大韓航空がアシアナ航空を吸収合併すると13日に公示した。合併期日は今年12月17日であり、合併比率は1対0.2736432と算定された。
この日大韓航空とアシアナ航空はそれぞれ定期取締役会を開き、両社の合併契約締結を承認した。契約締結式は14日に実施される。
両社の合併契約締結は2020年11月に大韓航空がアシアナ航空の新株引受契約を締結してから5年6カ月、競争当局などの承認を終えた2024年11月以後1年半ぶりである。
大韓航空は買収・合併の過程でアシアナ航空の財務構造改善と経営正常化を通じ、アシアナ航空が受けた3兆6000億ウォンの公的資金を全額返済したと説明した。
大韓航空は合併契約によりアシアナ航空の資産、負債、権利、義務、労働者を承継する。大韓航空は統合航空社の発足を基盤にグローバル競争力を強化する構想だ。
大韓航空とアシアナ航空の合併比率は資本市場法令による基準時価に従い算定された。大韓航空は合併後、会社の資本金が約1017億ウォン増加すると見込まれると説明した。
基準時価は直近1カ月間の加重算術平均終値に直近1週間の加重算術平均終値と取締役会前日の終値を加えた値を3で割って算定した。
大韓航空は合併契約締結後、航空会社の安全運航体制の安定的統合に必要な運用基準変更の認可など諸手続きを本格的に進める予定である。
合併後に存続する大韓航空の運航証明(AOC)を維持しつつ、アシアナ航空が保有する航空機および安全運航システム全般を大韓航空の運用体制に統合するためである。

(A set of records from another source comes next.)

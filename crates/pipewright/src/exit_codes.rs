//! Exit codes for the CLI

/// Success
pub const SUCCESS: i32 = 0;

/// General error, including a failed task
pub const ERROR: i32 = 1;

/// The pipeline could not be loaded or its configuration was rejected
pub const CONFIG_ERROR: i32 = 2;
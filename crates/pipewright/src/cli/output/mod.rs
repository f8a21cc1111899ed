//! Output formatting utilities

use console::{style, Style};

use pipewright_tasks::{Progress, ProgressEvent};

/// Print a success message
pub fn success(message: &str) {
    println!("{} {}", style("✓").green().bold(), message);
}

/// Print an error message
pub fn error(message: &str) {
    eprintln!("{} {}", style("✗").red().bold(), message);
}

/// Print a warning message
pub fn warning(message: &str) {
    println!("{} {}", style("!").yellow().bold(), message);
}

/// Print an info message
pub fn info(message: &str) {
    println!("{} {}", style("→").blue(), message);
}

/// Create a styled header
pub fn header(text: &str) -> String {
    style(text).bold().to_string()
}

/// Create a styled key-value line
pub fn key_value(key: &str, value: &str) -> String {
    format!("  {}: {}", style(key).dim(), value)
}

/// Style for paths
pub fn path_style() -> Style {
    Style::new().cyan()
}

/// Prints one line per finished task
pub struct ConsoleProgress {
    verbose: bool,
}

impl ConsoleProgress {
    pub fn new(verbose: bool) -> Self {
        Self { verbose }
    }
}

impl Progress for ConsoleProgress {
    fn report(&self, event: &ProgressEvent) {
        match event {
            ProgressEvent::Started { task, .. } if self.verbose => {
                println!("  {} {}", style("→").blue(), task);
            }
            ProgressEvent::Progress { task, message } if self.verbose => {
                println!("    {} {}", style(task.to_string()).dim(), message);
            }
            ProgressEvent::Completed {
                task,
                message,
                cached,
            } => {
                let status = if *cached {
                    style("cached").yellow()
                } else {
                    style("done").green()
                };
                println!(
                    "  {} {} [{}] {}",
                    style("✓").green(),
                    task,
                    status,
                    style(message).dim()
                );
            }
            ProgressEvent::Failed { task, message } => {
                eprintln!("  {} {}: {}", style("✗").red().bold(), task, message);
            }
            _ => {}
        }
    }
}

あわせて大韓航空は国土交通部(韓国の国土交通省)に合併認可を申請する。6月中には統合に伴い変更される運用基準変更の認可も申請する。
ただし、マイレージ統合案については確定し次第案内する方針である。大韓航空は昨年12月、公正取引委員会のマイレージ統合案の再報告要求に従い関係当局と協議を継続している。
アシアナ航空は8月に臨時株主総会を開き、合併を決議する予定である。大韓航空は今回の合併が小規模合併の要件を満たすため取締役会決議で株主総会に代える。
大韓航空は今回の合併過程で株主権益の保護および改正商法に基づく取締役の忠実義務を遵守するため、法務部の「企業組織改編時の取締役の行為規範ガイドライン」が勧告する公正性強化措置も履行したと説明した。
具体的には、自社のESG委員会が特別委員会の機能を果たし、今回の合併取引条件および公正性などを別途審議し、独立した外部専門家を通じて合併比率の妥当性および算定方式の公正性を検討したと明らかにした。
大韓航空は統合以後、世界的な超大型航空会社と競争できる基盤を整えるため、安全運航とサービス向上に対する継続的な投資も進める計画である。
サービス品質の向上に関しては、重複路線の再配置、新規路線の開発を通じた顧客の選択肢拡大、空港ラウンジのリニューアル、機内食の改編、空港ターミナルの移転などを進めた。
安全運航に関しては、運航統制センター(OCC)と客室訓練センター、航空医療センターのリモデリング、運航乗務員訓練プログラムの標準化、エンジンテストセル(ETC)とエンジン整備工場、格納庫など航空機整備の拡張が行われている。
大韓航空の関係者は「統合航空社の発足により国家航空産業の競争力の保持、仁川国際空港のハブ機能強化、グローバル航空ネットワーク拡大などのシナジーを生むと期待している」と述べ、「これを通じて韓国の航空産業を一段引き上げる本来の目的を達成できるだろう」と語った。